Hurricane Sandy has cost Maryland an estimated $1.6 billion in its total economic activity, according to a Towson University economics professor. 

That's everything from lost wages and productivity as businesses closed during the storm to lost sales at hotels, restaurants and stores, says Daraius Irani, director of the Regional Economic Studies Institute at Towson. That figure doesn't include damages, which is estimated to be as high as $50 billion across all the impacted states. Irani says he doesn't have a damage figure for Maryland. 

Irani says the figure is based on the loss of commerce from people not going out to eat or buying cars and not going to work. It's also based on comparisons with Hurricane Isabel in 2003 and Hurricane Irene in 2011. While Isabel had a greater impact on Baltimore City, Sandy's impact is more wide spreading, walloping parts of Western Maryland and the Eastern Shore. Still, Maryland didn't suffer the same devastation as Manhattan's flooded subway system, Staten Island or New Jersey.
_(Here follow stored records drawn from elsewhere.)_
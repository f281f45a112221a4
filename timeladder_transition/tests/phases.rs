// Copyright 2025 the Timeladder Authors
// SPDX-License-Identifier: Apache-2.0 OR MIT

//! Full transition runs driven by a simulated frame clock.

use timeladder_position::ViewMode;
use timeladder_timing::Millis;
use timeladder_transition::{
    Phase, TransitionEffect, TransitionRejected, TransitionTimings, ViewTransition,
};

/// Polls every 16 ms until the transition is idle, recording when each effect appeared.
fn run_to_idle(t: &mut ViewTransition<u64>, start: u64) -> Vec<(u64, TransitionEffect<u64>)> {
    let mut log = Vec::new();
    let mut now = start;
    while t.is_active() {
        now += 16;
        for fx in t.poll(Millis(now)) {
            log.push((now, fx));
        }
        assert!(now < start + 10_000, "transition never finished");
    }
    log
}

#[test]
fn phases_follow_fixed_schedule() {
    let mut t = ViewTransition::<u64>::default();
    let start = 10_000;
    let fx = t
        .request(ViewMode::Year, ViewMode::Week, Some(3), Millis(start))
        .unwrap();
    assert_eq!(fx.as_slice(), &[TransitionEffect::ClearFocus]);
    assert_eq!(t.phase(), Phase::FadeOut);
    assert_eq!(t.pending_mode(), Some(ViewMode::Year));

    let log = run_to_idle(&mut t, start);
    let effects: Vec<_> = log.iter().map(|(_, fx)| *fx).collect();
    assert_eq!(
        effects,
        [
            TransitionEffect::SwapViewMode(ViewMode::Year),
            TransitionEffect::RefreshEvents,
            TransitionEffect::RevealContent,
            TransitionEffect::Finished {
                mode: ViewMode::Year,
                retained_selection: Some(3),
            },
        ]
    );

    // Each effect shows up on the first frame at or after its deadline.
    let deadlines = [650, 850, 1_050, 1_650];
    for ((at, _), offset) in log.iter().zip(deadlines) {
        assert!(*at >= start + offset && *at < start + offset + 16, "{at} vs {offset}");
    }
    assert_eq!(TransitionTimings::default().total().as_millis(), 1_650);
}

#[test]
fn interaction_disabled_for_whole_run() {
    let mut t = ViewTransition::<u64>::default();
    t.request(ViewMode::Day, ViewMode::Month, None, Millis(0))
        .unwrap();
    for now in (0..1_650).step_by(50) {
        t.poll(Millis(now));
        assert!(!t.is_interactive(), "interactive at {now}");
    }
    t.poll(Millis(1_650));
    assert!(t.is_interactive());
}

#[test]
fn overlapping_requests_are_no_ops() {
    let mut t = ViewTransition::<u64>::default();
    t.request(ViewMode::Month, ViewMode::Day, Some(1), Millis(0))
        .unwrap();
    for (i, mode) in ViewMode::ALL.into_iter().enumerate() {
        let at = Millis(100 * i as u64);
        t.poll(at);
        assert_eq!(
            t.request(mode, ViewMode::Day, Some(2), at),
            Err(TransitionRejected::InFlight)
        );
    }
    assert_eq!(t.pending_mode(), Some(ViewMode::Month));

    let fx = t.poll(Millis(5_000));
    assert_eq!(
        fx.last(),
        Some(&TransitionEffect::Finished {
            mode: ViewMode::Month,
            retained_selection: Some(1),
        })
    );

    // Once idle, a new request is accepted.
    assert!(
        t.request(ViewMode::Year, ViewMode::Month, None, Millis(5_001))
            .is_ok()
    );
}
// Copyright 2025 the Timeladder Authors
// SPDX-License-Identifier: Apache-2.0 OR MIT

//! Timeladder Declutter: cosmetic spreading of overlapping markers.
//!
//! Dense clusters of events land on nearly the same screen X. The declutter
//! pass gives each visible event a height multiplier and a tiny horizontal
//! jitter so clusters read as clusters rather than one thick line. It never
//! touches marker values; only presentation changes.
//!
//! Two strategies:
//! - **Pairwise**: count neighbors within a per-mode pixel window and grow the
//!   height logarithmically (`1 + ln(n + 1) / ln(base)`), clamped to a per-mode
//!   ceiling.
//! - **Bucketed**: in month and year views with more than
//!   [`DeclutterConfig::bucket_threshold`] visible events, neighbor scanning is
//!   skipped and a stable hash of the event id picks one of a few fixed height
//!   tiers.
//!
//! The result of one pass is a [`DeclutterPass`], a self-contained registry
//! for that render. A new pass starts from nothing, so nothing leaks between
//! view modes or frames.
//!
//! ## Minimal example
//!
//! ```rust
//! use timeladder_declutter::{DeclutterConfig, DeclutterInput, declutter};
//! use timeladder_position::ViewMode;
//!
//! let items = [
//!     DeclutterInput::new(1_u32, 0.0, 100.0),
//!     DeclutterInput::new(2, 0.01, 101.0),
//!     DeclutterInput::new(3, 5.0, 400.0),
//! ];
//! let pass = declutter(&items, ViewMode::Day, &DeclutterConfig::default());
//!
//! // The two close markers are raised, the isolated one is not.
//! assert!(pass.get(&1).unwrap().height > 1.0);
//! assert_eq!(pass.get(&3).unwrap().height, 1.0);
//! assert_eq!(pass.get(&3).unwrap().jitter, 0.0);
//! ```
//!
//! This crate is `no_std` and uses `alloc`.

#![no_std]

extern crate alloc;

mod config;
mod hash;
mod pass;

pub use config::{DeclutterConfig, ModeTable};
pub use hash::stable_hash;
pub use pass::{DeclutterInput, DeclutterPass, Stacking, Strategy, declutter};
// Copyright 2025 the Timeladder Authors
// SPDX-License-Identifier: Apache-2.0 OR MIT

use core::time::Duration;

use peniko::Color;
use timeladder_declutter::DeclutterConfig;
use timeladder_focus::{FocusMargins, LiveAnchor};
use timeladder_render::{RenderConfig, VoteDotConfig};
use timeladder_transition::TransitionTimings;

use crate::event::{Category, MediaKind};

/// Rung color per category.
#[derive(Clone, Copy, Debug, PartialEq)]
pub struct CategoryPalette {
    /// Remarks.
    pub remark: Color,
    /// News.
    pub news: Color,
    /// Images.
    pub image: Color,
    /// Audio.
    pub audio: Color,
    /// Video.
    pub video: Color,
    /// Other media.
    pub other_media: Color,
}

impl CategoryPalette {
    /// Color for `category`.
    #[must_use]
    pub fn color(&self, category: Category) -> Color {
        match category {
            Category::Remark => self.remark,
            Category::News => self.news,
            Category::Media(MediaKind::Image) => self.image,
            Category::Media(MediaKind::Audio) => self.audio,
            Category::Media(MediaKind::Video) => self.video,
            Category::Media(MediaKind::Other) => self.other_media,
        }
    }
}

impl Default for CategoryPalette {
    fn default() -> Self {
        Self {
            remark: Color::from_rgba8(99, 140, 255, 255),
            news: Color::from_rgba8(240, 160, 60, 255),
            image: Color::from_rgba8(170, 110, 230, 255),
            audio: Color::from_rgba8(60, 190, 200, 255),
            video: Color::from_rgba8(230, 90, 150, 255),
            other_media: Color::from_rgba8(150, 150, 160, 255),
        }
    }
}

/// Everything tunable about a [`Timeline`](crate::Timeline).
#[derive(Clone, Copy, Debug, PartialEq)]
pub struct TimelineConfig {
    /// Pixel width of one marker unit.
    pub unit_width: f64,
    /// Click slop radius for pan drags, in pixels.
    pub drag_slop: f64,
    /// Quiet time after the last pan before the axis counts as settled.
    pub settle_delay: Duration,
    /// Longest interval between refreshes of the live "now".
    pub now_refresh: Duration,
    /// Declutter windows and caps.
    pub declutter: DeclutterConfig,
    /// Rungs, glow, pulse, hit radius and fixed colors.
    pub render: RenderConfig,
    /// Vote dot curve.
    pub vote_dots: VoteDotConfig,
    /// Transition phase lengths.
    pub transition: TransitionTimings,
    /// Visibility margins while a focus is active.
    pub focus_margins: FocusMargins,
    /// Hover easing duration.
    pub hover_duration: Duration,
    /// Rung colors.
    pub palette: CategoryPalette,
}

impl Default for TimelineConfig {
    fn default() -> Self {
        Self {
            unit_width: 48.0,
            drag_slop: 3.0,
            settle_delay: Duration::from_millis(450),
            now_refresh: LiveAnchor::DEFAULT_PERIOD,
            declutter: DeclutterConfig::default(),
            render: RenderConfig::default(),
            vote_dots: VoteDotConfig::default(),
            transition: TransitionTimings::default(),
            focus_margins: FocusMargins::default(),
            hover_duration: Duration::from_millis(200),
            palette: CategoryPalette::default(),
        }
    }
}

impl TimelineConfig {
    /// Overrides the scalar settings in `tuning`.
    #[must_use]
    pub fn with_tuning(mut self, tuning: &TimelineTuning) -> Self {
        self.unit_width = tuning.unit_width;
        self.drag_slop = tuning.drag_slop;
        self.settle_delay = Duration::from_millis(tuning.settle_delay_ms);
        self.now_refresh = Duration::from_millis(tuning.now_refresh_ms);
        self.render.hit.radius = tuning.hit_radius;
        self.render.glow.enabled = tuning.glow;
        self.declutter.bucket_threshold = tuning.bucket_threshold;
        self
    }

    /// The scalar settings, e.g. for persisting.
    #[must_use]
    pub fn tuning(&self) -> TimelineTuning {
        TimelineTuning {
            unit_width: self.unit_width,
            drag_slop: self.drag_slop,
            settle_delay_ms: duration_ms(self.settle_delay),
            now_refresh_ms: duration_ms(self.now_refresh),
            hit_radius: self.render.hit.radius,
            glow: self.render.glow.enabled,
            bucket_threshold: self.declutter.bucket_threshold,
        }
    }
}

/// Scalar settings hosts commonly expose or persist.
#[derive(Clone, Copy, Debug, PartialEq)]
#[cfg_attr(feature = "serde", derive(serde::Serialize, serde::Deserialize))]
#[cfg_attr(feature = "serde", serde(default))]
pub struct TimelineTuning {
    /// Pixel width of one marker unit.
    pub unit_width: f64,
    /// Click slop radius in pixels.
    pub drag_slop: f64,
    /// Settle delay in milliseconds.
    pub settle_delay_ms: u64,
    /// Live "now" refresh interval in milliseconds.
    pub now_refresh_ms: u64,
    /// Hit radius in pixels.
    pub hit_radius: f64,
    /// Vote glow cycling on or off.
    pub glow: bool,
    /// Visible count above which coarse views bucket instead of scanning.
    pub bucket_threshold: usize,
}

impl Default for TimelineTuning {
    fn default() -> Self {
        TimelineConfig::default().tuning()
    }
}

fn duration_ms(d: Duration) -> u64 {
    u64::try_from(d.as_millis()).unwrap_or(u64::MAX)
}

#[cfg(test)]
mod tests {
    use super::{TimelineConfig, TimelineTuning};

    #[test]
    fn tuning_roundtrips_through_config() {
        let tuning = TimelineTuning {
            unit_width: 30.0,
            settle_delay_ms: 600,
            glow: false,
            ..TimelineTuning::default()
        };
        let cfg = TimelineConfig::default().with_tuning(&tuning);
        assert_eq!(cfg.settle_delay.as_millis(), 600);
        assert!(!cfg.render.glow.enabled);
        assert_eq!(cfg.tuning(), tuning);
    }

    #[test]
    fn defaults() {
        let t = TimelineTuning::default();
        assert_eq!(t.settle_delay_ms, 450);
        assert_eq!(t.now_refresh_ms, 60_000);
        assert_eq!(t.bucket_threshold, 50);
    }
}
// Copyright 2025 the Timeladder Authors
// SPDX-License-Identifier: Apache-2.0 OR MIT

//! Timeladder Timing: host-driven timer primitives.
//!
//! Nothing in this crate reads a clock or spawns a thread. The host owns the
//! frame loop and passes the current time in as a [`Millis`] value; timers only
//! answer "is my deadline due at this instant?".
//!
//! - [`OneShot`]: a single cancelable deadline. Re-arming replaces the old one.
//! - [`Debounce`]: a trailing timer that is pushed back on every poke and fires
//!   once after the pokes stop.
//! - [`Interval`]: a repeating deadline that tolerates late polling without
//!   firing a burst of catch-up ticks.
//!
//! ## Minimal example
//!
//! ```rust
//! use core::time::Duration;
//! use timeladder_timing::{Debounce, Millis};
//!
//! let mut settle = Debounce::new(Duration::from_millis(450));
//!
//! // A drag produces a burst of moves.
//! settle.poke(Millis(0));
//! settle.poke(Millis(100));
//! settle.poke(Millis(200));
//!
//! // Nothing fires until 450ms after the last move.
//! assert!(!settle.fire_if_due(Millis(600)));
//! assert!(settle.fire_if_due(Millis(650)));
//! // And it only fires once.
//! assert!(!settle.fire_if_due(Millis(2_000)));
//! ```
//!
//! This crate is `no_std`.

#![no_std]

mod clock;
mod timer;

pub use clock::Millis;
pub use timer::{Debounce, Interval, OneShot};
At this point, Irani appears to be the only researcher with a dollar estimate of the effects of Hurricane Sandy. Karen Glenn Hood, spokesperson for the Maryland Department of Business and Economic Development, replied to an inquiry that the department is working on an economic impact report.
 
Likewise, Tom Sadowski, President and CEO of Economic Alliance of Greater Baltimore, says the nonprofit may have figures later but at the moment, it only has anecdotal evidence.
 
Sadowski says he has heard of lost time in the office, missed business opportunities and shuttered stores. On the other hand, there was enough warning of the impending hurricane that people were able to make arrangements to work from home. 
 
Says Sadowski, “Mainly, people were happy it wasn’t worse.”
 
Patrick Donoho, President of the Maryland Retailers Association, says that in the Baltimore metro area, many grocery stores stayed open on Monday and Tuesday during the height of the hurricane albeit with limited staff and limited hours. He says he personally heard from Giant, Safeway, Mars and Santoni’s supermarkets that they were open, as were two large hardware stores in the area.
 
By Wednesday, Oct. 31, almost all grocery stores in the area had reopened, Donoho says.
 
Statewide, Donoho says that the Eastern Shore was hardest hit as far as roads being closed and people being able to get to the stores that were open. “Baltimore metro saw less damage than farther north, in Harford, Cecil and some of Carroll counties,” he says.
 
“I don’t know what the day’s losses [per store] were but I do know that they’re gone. You never regain them,” says Donoho.
 
Mike Niemira, Chief Economist and Director of Research of the International Council of Shopping Centers, says the New York-headquartered members’ association, will be assessing the economic impact on malls and retailers over the next month.
 
So far, all he could say was that “a lot” of members had been affected, with the biggest impact in southern New Jersey and Philadelphia because of the storm’s path.
 
The Restaurant Association of Maryland says it had no data yet to report.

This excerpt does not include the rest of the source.